(NextGov) Mariam Baksh details findings from a report commissioned by the Pentagon to provide insight into how various federal agencies fit into big-picture policy considerations on the emerging national security issue. Inside Quantum Technology summarizes here.
The U.S. still has too much to gain from China and the rest of the world for controlling exports of key quantum-science advancing technologies to make sense, according to a new report from the RAND Corporation that was sponsored from within the Office of the Undersecretary of Defense for Research and Engineering .
The report provides a more nuanced review of what’s often simply described as a competition between China and the U.S. It also points to roles for various specific agencies as the issue advances.
Commerce and Defense are both part of a powerful interagency group—the Committee on Foreign Investment in the United States, or CFIUS—which makes export-control related decisions and is also the wheelhouse for the kind of financial and other resource tracking activities recommended by the report. The report suggests some complicated considerations for the CFIUS agency heads, including those from Treasury, Justice, State and others.
“Export controls would prematurely limit the exchange of scientific ideas, slowing down technological progress. Having a broad base of experts (including outside the United States) experimenting with early-stage prototypes could speed up the discovery of useful defense-related applications,” Parker and his colleagues write. “Moreover, export controls could threaten the financial health of small U.S. start-ups that are advancing the state of the art in quantum technology, as it is not clear that there will be enough domestic demand to support them.”

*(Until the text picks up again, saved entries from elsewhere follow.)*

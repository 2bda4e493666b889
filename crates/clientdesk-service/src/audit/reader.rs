//! Audit history retrieval and payload normalization.

use std::sync::Arc;

use chrono::{DateTime, Utc};
use serde::{Deserialize, Serialize};
use serde_json::{Map, Value};

use clientdesk_auth::rbac::{RbacEnforcer, SystemPermission};
use clientdesk_core::error::AppError;
use clientdesk_core::result::AppResult;
use clientdesk_database::store::{AuditRepository, ClientRepository, Database};
use clientdesk_entity::audit::{AuditAction, AuditEntry, ChangePayload, ChangeSet, FieldChange};

use crate::context::RequestContext;

/// One audit entry in its display form.
#[derive(Debug, Clone, PartialEq, Serialize, Deserialize)]
pub struct AuditView {
    /// Audit entry ID.
    pub id: i64,
    /// Audited client.
    pub client_id: i64,
    /// Acting user, if known.
    pub user_id: Option<i64>,
    /// Acting user's display name; `None` for unknown or deleted users.
    pub user_name: Option<String>,
    /// What happened.
    pub action: AuditAction,
    /// Changed fields, whatever shape the entry was stored in.
    pub changes: ChangeSet,
    /// Flat map of old values, derived from `changes`.
    pub old_values: Option<Map<String, Value>>,
    /// Flat map of new values, derived from `changes`.
    pub new_values: Option<Map<String, Value>>,
    /// When the entry was written.
    pub created_at: DateTime<Utc>,
}

impl From<AuditEntry> for AuditView {
    fn from(entry: AuditEntry) -> Self {
        let changes = normalize(&entry.payload);
        let old_values = side(&changes, |c| c.old.as_ref());
        let new_values = side(&changes, |c| c.new.as_ref());
        Self {
            id: entry.id,
            client_id: entry.client_id,
            user_id: entry.user_id,
            user_name: entry.user_name,
            action: entry.action,
            changes,
            old_values,
            new_values,
            created_at: entry.created_at,
        }
    }
}

/// Convert any stored payload into one `field -> {old, new}` map.
///
/// Legacy blobs may be JSON text instead of JSON, and each side may be an
/// object or a list of single-key objects. When both sides are lists they
/// are paired by position. Everything else is merged by key. Values that
/// are neither objects nor lists contribute nothing.
pub fn normalize(payload: &ChangePayload) -> ChangeSet {
    match payload {
        ChangePayload::Unified { changes } => changes.clone(),
        ChangePayload::Legacy {
            old_values,
            new_values,
        } => {
            let old = old_values.as_ref().map(decode_text);
            let new = new_values.as_ref().map(decode_text);
            match (old, new) {
                (Some(Value::Array(old)), Some(Value::Array(new))) => pair_by_position(&old, &new),
                (old, new) => merge_by_key(old.as_ref(), new.as_ref()),
            }
        }
    }
}

/// Parse a string that holds encoded JSON; return other values unchanged.
fn decode_text(value: &Value) -> Value {
    match value {
        Value::String(text) => match serde_json::from_str::<Value>(text) {
            Ok(parsed @ (Value::Array(_) | Value::Object(_))) => parsed,
            _ => value.clone(),
        },
        other => other.clone(),
    }
}

/// Every `(field, value)` pair held by an object or a list of objects.
fn entries(value: &Value) -> Vec<(String, Value)> {
    match value {
        Value::Object(map) => map.iter().map(|(k, v)| (k.clone(), v.clone())).collect(),
        Value::Array(items) => items
            .iter()
            .map(decode_text)
            .flat_map(|item| match item {
                Value::Object(map) => map.into_iter().collect::<Vec<_>>(),
                _ => Vec::new(),
            })
            .collect(),
        _ => Vec::new(),
    }
}

fn pair_by_position(old: &[Value], new: &[Value]) -> ChangeSet {
    let mut changes = ChangeSet::new();
    for i in 0..old.len().max(new.len()) {
        let old_entry = old.get(i).map(entries).unwrap_or_default();
        let new_entry = new.get(i).map(entries).unwrap_or_default();

        // Single-key pairs name the same field; the newer key wins.
        if let ([(_, old_value)], [(new_key, new_value)]) =
            (old_entry.as_slice(), new_entry.as_slice())
        {
            changes.insert(
                new_key.clone(),
                FieldChange::new(Some(old_value.clone()), Some(new_value.clone())),
            );
            continue;
        }

        for (field, value) in old_entry {
            changes
                .entry(field)
                .or_insert_with(|| FieldChange::new(None, None))
                .old = Some(value);
        }
        for (field, value) in new_entry {
            changes
                .entry(field)
                .or_insert_with(|| FieldChange::new(None, None))
                .new = Some(value);
        }
    }
    changes
}

fn merge_by_key(old: Option<&Value>, new: Option<&Value>) -> ChangeSet {
    let mut changes = ChangeSet::new();
    for (field, value) in old.map(entries).unwrap_or_default() {
        changes.insert(field, FieldChange::new(Some(value), None));
    }
    for (field, value) in new.map(entries).unwrap_or_default() {
        changes
            .entry(field)
            .or_insert_with(|| FieldChange::new(None, None))
            .new = Some(value);
    }
    changes
}

fn side(
    changes: &ChangeSet,
    pick: impl Fn(&FieldChange) -> Option<&Value>,
) -> Option<Map<String, Value>> {
    let map: Map<String, Value> = changes
        .iter()
        .filter_map(|(field, change)| pick(change).map(|v| (field.clone(), v.clone())))
        .collect();
    (!map.is_empty()).then_some(map)
}

/// Reads a client's audit history.
#[derive(Clone)]
pub struct AuditReader {
    db: Arc<dyn Database>,
    rbac: Arc<RbacEnforcer>,
}

impl std::fmt::Debug for AuditReader {
    fn fmt(&self, f: &mut std::fmt::Formatter<'_>) -> std::fmt::Result {
        f.debug_struct("AuditReader")
            .field("backend", &self.db.backend())
            .finish()
    }
}

impl AuditReader {
    /// Creates a new audit reader.
    pub fn new(db: Arc<dyn Database>, rbac: Arc<RbacEnforcer>) -> Self {
        Self { db, rbac }
    }

    /// Entries for one client, oldest first, with actor names resolved and
    /// payloads normalized. Stored rows are never rewritten.
    pub async fn list_for_client(
        &self,
        ctx: &RequestContext,
        client_id: i64,
    ) -> AppResult<Vec<AuditView>> {
        self.rbac
            .require_permission(&ctx.role, &SystemPermission::ClientAuditRead)?;

        let mut uow = self.db.begin().await?;
        if uow.find_client(client_id).await?.is_none() {
            return Err(AppError::not_found(format!("Client {client_id} not found")));
        }

        uow.list_audits(client_id)
            .await?
            .into_iter()
            .map(|record| AuditEntry::try_from(record).map(AuditView::from))
            .collect()
    }
}
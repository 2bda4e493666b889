//! Store wrapper for tests that need a write to fail mid-transaction.

use std::sync::Arc;
use std::sync::atomic::{AtomicBool, Ordering};

use async_trait::async_trait;
use uuid::Uuid;

use clientdesk_core::error::AppError;
use clientdesk_core::result::AppResult;
use clientdesk_database::MemoryDatabase;
use clientdesk_database::store::{
    AddressRepository, AuditRepository, ClientRepository, Database, DocumentRepository,
    EmployeeRepository, SessionRepository, UnitOfWork, UserRepository,
};
use clientdesk_entity::audit::{AuditRecord, NewAuditEntry};
use clientdesk_entity::client::{Address, Client, Document, NewAddress, NewClient, NewDocument};
use clientdesk_entity::employee::{Employee, EmployeeChanges, EmployeeWithUser, NewEmployee};
use clientdesk_entity::session::{NewSession, Session};
use clientdesk_entity::user::{NewUser, User, UserChanges};

/// In-memory store whose audit inserts fail while `fail_audits` is set.
#[derive(Debug, Clone, Default)]
pub struct FlakyAuditDatabase {
    inner: MemoryDatabase,
    fail_audits: Arc<AtomicBool>,
}

impl FlakyAuditDatabase {
    pub fn new() -> Self {
        Self::default()
    }

    pub fn fail_audits(&self, fail: bool) {
        self.fail_audits.store(fail, Ordering::SeqCst);
    }
}

#[async_trait]
impl Database for FlakyAuditDatabase {
    async fn begin(&self) -> AppResult<Box<dyn UnitOfWork>> {
        Ok(Box::new(FlakyUnitOfWork {
            inner: self.inner.begin().await?,
            fail_audits: self.fail_audits.load(Ordering::SeqCst),
        }))
    }

    async fn health_check(&self) -> AppResult<bool> {
        self.inner.health_check().await
    }

    fn backend(&self) -> &'static str {
        "flaky-memory"
    }
}

struct FlakyUnitOfWork {
    inner: Box<dyn UnitOfWork>,
    fail_audits: bool,
}

#[async_trait]
impl UnitOfWork for FlakyUnitOfWork {
    async fn commit(self: Box<Self>) -> AppResult<()> {
        self.inner.commit().await
    }
}

#[async_trait]
impl AuditRepository for FlakyUnitOfWork {
    async fn insert_audit(&mut self, entry: &NewAuditEntry) -> AppResult<AuditRecord> {
        if self.fail_audits {
            return Err(AppError::database("audit insert failed"));
        }
        self.inner.insert_audit(entry).await
    }

    async fn list_audits(&mut self, client_id: i64) -> AppResult<Vec<AuditRecord>> {
        self.inner.list_audits(client_id).await
    }
}

#[async_trait]
impl ClientRepository for FlakyUnitOfWork {
    async fn list_clients(&mut self) -> AppResult<Vec<Client>> {
        self.inner.list_clients().await
    }

    async fn find_client(&mut self, id: i64) -> AppResult<Option<Client>> {
        self.inner.find_client(id).await
    }

    async fn insert_client(&mut self, client: &NewClient) -> AppResult<Client> {
        self.inner.insert_client(client).await
    }

    async fn save_client(&mut self, client: &Client) -> AppResult<Client> {
        self.inner.save_client(client).await
    }
}

#[async_trait]
impl AddressRepository for FlakyUnitOfWork {
    async fn list_addresses(&mut self, client_ids: &[i64]) -> AppResult<Vec<Address>> {
        self.inner.list_addresses(client_ids).await
    }

    async fn insert_address(
        &mut self,
        client_id: i64,
        address: &NewAddress,
    ) -> AppResult<Address> {
        self.inner.insert_address(client_id, address).await
    }

    async fn delete_addresses(&mut self, client_id: i64) -> AppResult<u64> {
        self.inner.delete_addresses(client_id).await
    }
}

#[async_trait]
impl DocumentRepository for FlakyUnitOfWork {
    async fn list_documents(&mut self, client_ids: &[i64]) -> AppResult<Vec<Document>> {
        self.inner.list_documents(client_ids).await
    }

    async fn insert_document(
        &mut self,
        client_id: i64,
        document: &NewDocument,
    ) -> AppResult<Document> {
        self.inner.insert_document(client_id, document).await
    }

    async fn delete_documents(&mut self, client_id: i64) -> AppResult<u64> {
        self.inner.delete_documents(client_id).await
    }
}

#[async_trait]
impl UserRepository for FlakyUnitOfWork {
    async fn find_user(&mut self, id: i64) -> AppResult<Option<User>> {
        self.inner.find_user(id).await
    }

    async fn find_user_by_email(&mut self, email: &str) -> AppResult<Option<User>> {
        self.inner.find_user_by_email(email).await
    }

    async fn insert_user(&mut self, user: &NewUser) -> AppResult<User> {
        self.inner.insert_user(user).await
    }

    async fn update_user(&mut self, id: i64, changes: &UserChanges) -> AppResult<User> {
        self.inner.update_user(id, changes).await
    }

    async fn delete_user(&mut self, id: i64) -> AppResult<bool> {
        self.inner.delete_user(id).await
    }
}

#[async_trait]
impl EmployeeRepository for FlakyUnitOfWork {
    async fn list_employees(&mut self) -> AppResult<Vec<EmployeeWithUser>> {
        self.inner.list_employees().await
    }

    async fn find_employee(&mut self, id: i64) -> AppResult<Option<EmployeeWithUser>> {
        self.inner.find_employee(id).await
    }

    async fn insert_employee(&mut self, employee: &NewEmployee) -> AppResult<Employee> {
        self.inner.insert_employee(employee).await
    }

    async fn update_employee(
        &mut self,
        id: i64,
        changes: &EmployeeChanges,
    ) -> AppResult<Employee> {
        self.inner.update_employee(id, changes).await
    }

    async fn delete_employee(&mut self, id: i64) -> AppResult<bool> {
        self.inner.delete_employee(id).await
    }
}

#[async_trait]
impl SessionRepository for FlakyUnitOfWork {
    async fn insert_session(&mut self, session: &NewSession) -> AppResult<Session> {
        self.inner.insert_session(session).await
    }

    async fn find_session(&mut self, id: Uuid) -> AppResult<Option<Session>> {
        self.inner.find_session(id).await
    }

    async fn revoke_user_sessions(&mut self, user_id: i64) -> AppResult<u64> {
        self.inner.revoke_user_sessions(user_id).await
    }
}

On the government research and development front, the Department of Energy has control over an important chunk of about $700 million agencies were collectively on track to spend advancing quantum technology in fiscal year 2021, as the report was being written. The RAND report suggests the government continue to diversify its investment broadly across the quantum technology fields it examined, including quantum communications, where China is leading the way.
Other recommendations from the report include continuing to broadly fund research and development—considering where the government can complement what’s already being done by the private sector—monitoring and protecting key U.S. quantum technology firms from cyber intrusion, monitoring the financial fitness and ownership of quantum start-ups, and tracking the global movement of critical components, materials, workers and final quantum technology products.
There’s definitely an element of competition to consider in shaping quantum-technology policy. The winner could not only know all the others’ secrets, they could also use exponential “quantum computing” speed to perform all manner of calculations and discover breakthrough pharmaceuticals. Another set of applications related to “quantum sensing” could make all the difference for self-driving cars, or those trying to predict and protect people from volcanic eruptions. The field of “quantum communications” could eventually change the internet itself, promising to make it virtually unhackable with quantum-based encryption methods.
The RAND report uses metrics like the quality and quantity of research and patents produced in each of these three areas—quantum computing, sensing and communications—to measure U.S. progress on quantum technology compared to China and other countries. It found the two countries are generally running neck and neck in front of other governments developing the tech. Although China is clearly ahead on quantum communications, the U.S. and Europe are clearly ahead on quantum sensing.